Our friends with kids the same ages have also been experiencing a re- commitment to work or creative endeavors. When the kids were young there was a definite structure to our lives: the school calendar and weekends. We all made plans working around these two specific time frames. You saw your friends because you shared movies after the soccer game, or took the kids to see the movie du jour while we ate salads and they ate pizzas. We caught up with each other while kids swam in the pool or played hide and seek. Summers were designed so that we could vacation together, still able to be with our friends and the children we loved.

While it used to be effortless to see each other because schedules were somewhat defined, now it takes conscious effort. Email is a way to exchange information, but nothing beats sitting across from the friends you love and have known for years sharing your lives and news. I feel recharged when there is that shorthand, the inside jokes that need no explaining, the revisiting of friendship lore, the sympathetic ear of a friend who is also dealing with elderly parents or a child's undecided future plans. These friendships were never ones that were taken for granted, and still aren't. But, now a bit of planning goes into seeing your friends when schedules and work take us in so many different directions.
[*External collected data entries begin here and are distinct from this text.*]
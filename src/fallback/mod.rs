//! Local fallback engine.
//!
//! ARCHITECTURE
//! ============
//! Network-independent approximations of the backend, used when a schema or
//! generation call fails with a network or remote error, and the parser for
//! uploaded files (which never touches the network).
//!
//! - `synth`: per-field value synthesis
//! - `schema`: schema inference from a description or uploaded rows
//! - `pipeline`: staged local generation with heuristic scores
//! - `parse`: CSV/JSON upload parsing

pub mod parse;
pub mod pipeline;
pub mod schema;
pub mod synth;

pub use parse::parse_upload;
pub use pipeline::run_local_pipeline;
pub use schema::{infer_schema, schema_from_description, schema_from_upload};
pub use synth::{synthesize_rows, synthesize_value};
It's part of the blessings of living long enough to see our kids grow, thrive, become their own people, become parents themselves, and to be there for them in different ways as they forge their futures. But there is something else that needs nurturing, too. With the passing of dear friends, and time butting its head against my wrinkled psyche, one thing is clear. Whether it's that fantasy poolside margarita, a hike in the hills, or a coffee at home, seeing my friends is as important as ever.